Former weighing house, Goytre wharf

Former weighing house, Goytre wharf

goytre_weighing_machine_drawingThis two-storey house, now a holiday let named Aqueduct Cottage, was previously known as Machine Cottage and housed weighing equipment.

The way the house backs into the canal embankment indicates that the original part of the building was here before the canal’s construction in 1810.

The interior layout suggests that the narrower section at the front was added to accommodate the weighing machine. The cut-away drawing by the late Mike Blackmore shows the mechanism below the ground. Horse-drawn carts would stop outside so that the weight of cargoes leaving or arriving at the wharf could be measured.

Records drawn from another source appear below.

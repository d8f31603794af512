use crate::config::RunConfig;
use crate::gateway::Gateway;
use crate::ledger::ProgressLedger;
use crate::rooms::RoomVisitLedger;
use crate::run::RunState;
use crate::status::StatusSink;

use super::Outcome;

/// Everything a leaf action may read or mutate during one execution.
pub struct ActionContext<'a> {
    pub ledger: &'a mut ProgressLedger,
    pub run: &'a mut RunState,
    pub rooms: &'a mut RoomVisitLedger,
    pub env: &'a mut dyn Gateway,
    pub status: &'a mut dyn StatusSink,
    pub config: &'a RunConfig,
}

impl<'a> ActionContext<'a> {
    pub fn new(
        ledger: &'a mut ProgressLedger,
        run: &'a mut RunState,
        rooms: &'a mut RoomVisitLedger,
        env: &'a mut dyn Gateway,
        status: &'a mut dyn StatusSink,
        config: &'a RunConfig,
    ) -> Self {
        Self {
            ledger,
            run,
            rooms,
            env,
            status,
            config,
        }
    }

    /// Logs and surfaces a routine sub-step.
    pub fn report(&mut self, message: impl AsRef<str>) {
        let message = message.as_ref();
        tracing::info!("{}", message);
        self.status.update_status(message);
    }

    /// Logs a soft failure and builds the matching outcome.
    pub fn soft_failure(&mut self, message: impl Into<String>) -> Outcome {
        let message = message.into();
        tracing::warn!("{}", message);
        self.status.update_status(&message);
        Outcome::SoftFailure(message)
    }
}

The weighing machine was operated by Francis Morgan, who lived in the house with his wife Elizabeth and their two children. He was paid off in 1818. There probably wasn’t enough weighing work to justify employing a dedicated operator of the equipment.

Machine Cottage remained a residence until 1960s. Some of the occupants were canal workers, others had no direct connection with the canal.

Another cottage stood a little further north. You can see its foundations between the towpath and Main House (which is described on our page about Goytre wharf). This cottage belonged to Thomas Dunn of Goytre Hall. He leased the first two limekilns at Goytre from 1810 to 1817 and his wharfinger, William Edwards, lived in the cottage.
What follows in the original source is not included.